I’m a start-small, prep-what-you-need, play-to-find-out DM. Minimize plot, lore, and history. The best stuff doesn’t come from elaborate DM plans unfolding before the players’ eyes, but rather the unexpected alchemy of the game sessions themselves.
So I had a challenge to confront when my players selected, as our next game, Strangers on a Train, which includes in its premise a central mystery – the characters have all awoken without memories on a moving locomotive. An implicit (but not obligatory) goal in the game is to figure out how and why this has happened.
A mystery, by its nature, suggests that there is an answer that can be learned. Things that are set up early should pay off later. The mystery has to be real and it has to be discoverable.
Unless we are running a game like Brindlewood Bay, which explicitly presupposes that the mystery is quantum, we want the mystery to be a fixed, concrete thing. The DM should not just listen to the players’ theories in the last session and pick whichever sounds coolest.
So how do we build a fixed mystery without constraining our prep and locking ourselves out of useful player input?
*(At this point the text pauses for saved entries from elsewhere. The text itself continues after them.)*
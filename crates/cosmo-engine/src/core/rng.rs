//! Seedable pseudo-random number generator (xorshift64).
//! Deterministic, fast, no-std compatible.

use glam::Vec3;

/// Seedable pseudo-random number generator (xorshift64).
#[derive(Debug, Clone)]
pub struct Rng {
    state: u64,
}

impl Rng {
    pub fn new(seed: u64) -> Self {
        Rng {
            state: if seed == 0 { 1 } else { seed },
        }
    }

    fn next_u64(&mut self) -> u64 {
        let mut x = self.state;
        x ^= x << 13;
        x ^= x >> 7;
        x ^= x << 17;
        self.state = x;
        x
    }

    /// Generate a random number in [0, upper_bound).
    pub fn next_int(&mut self, upper_bound: u32) -> u32 {
        (self.next_u64() % upper_bound.max(1) as u64) as u32
    }

    /// Uniform float in [0, 1).
    pub fn next_f32(&mut self) -> f32 {
        // 24 high bits -> exactly representable mantissa
        (self.next_u64() >> 40) as f32 / (1u64 << 24) as f32
    }

    /// Uniform float in [lo, hi).
    pub fn range(&mut self, lo: f32, hi: f32) -> f32 {
        lo + self.next_f32() * (hi - lo)
    }

    /// Uniformly distributed direction on the unit sphere.
    pub fn unit_vector(&mut self) -> Vec3 {
        let u = self.next_f32() * 2.0 - 1.0;
        let theta = self.next_f32() * std::f32::consts::TAU;
        let c = (1.0 - u * u).max(0.0).sqrt();
        Vec3::new(c * theta.cos(), u, c * theta.sin())
    }
}

#[cfg(test)]
mod tests {
    use super::*;

    #[test]
    fn rng_deterministic() {
        let mut rng1 = Rng::new(42);
        let mut rng2 = Rng::new(42);
        for _ in 0..10 {
            assert_eq!(rng1.next_int(1000), rng2.next_int(1000));
        }
    }

    #[test]
    fn rng_zero_seed_handled() {
        let mut rng = Rng::new(0);
        let _ = rng.next_int(100);
    }

    #[test]
    fn floats_stay_in_range() {
        let mut rng = Rng::new(7);
        for _ in 0..1000 {
            let f = rng.next_f32();
            assert!((0.0..1.0).contains(&f), "got {}", f);
            let r = rng.range(3.0, 6.0);
            assert!((3.0..6.0).contains(&r), "got {}", r);
        }
    }

    #[test]
    fn unit_vectors_are_normalized() {
        let mut rng = Rng::new(99);
        for _ in 0..100 {
            assert!((rng.unit_vector().length() - 1.0).abs() < 1e-4);
        }
    }
}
I have attempted to do it through compartmentalization into three categories.
The Big Far-Off Ideas
The big ideas are fixed. These are the truths of the mystery. They are like Mount Everest, or the moon -- always visible, clearly important, but far away, and not well understood and truly known until after a difficult journey of discovery.
Close and In-Focus Details
The details of the present scenario are fixed. These are the NPCs the PCs meet, the clues they find, the places they visit. These are the ordinary things we create during prep for each session. We constantly keep the big ideas in mind as we create them.
The Fuzzy Distance
Imagine the space between an object at hand and a distant mountain, across an open plain or desert. The middle distance is fuzzy and indistinct. We know even less about what is there than either what is close at hand, or what is on that distant mountain.
This intentional fuzziness means we can find a lot of different paths between the close details and the big ideas. We can incorporate player ideas. We can respond organically to developments in play. We don’t need to decide until it comes into focus.
As the players unravel the mystery, more and more fuzzy details will gradually come into focus and become fixed details. The fuzzy distance can never conflict with or change the Big Ideas. As the campaign nears an end, the fuzzy distance will disappear completely, as the players confront or understand the big ideas at the end of their journey.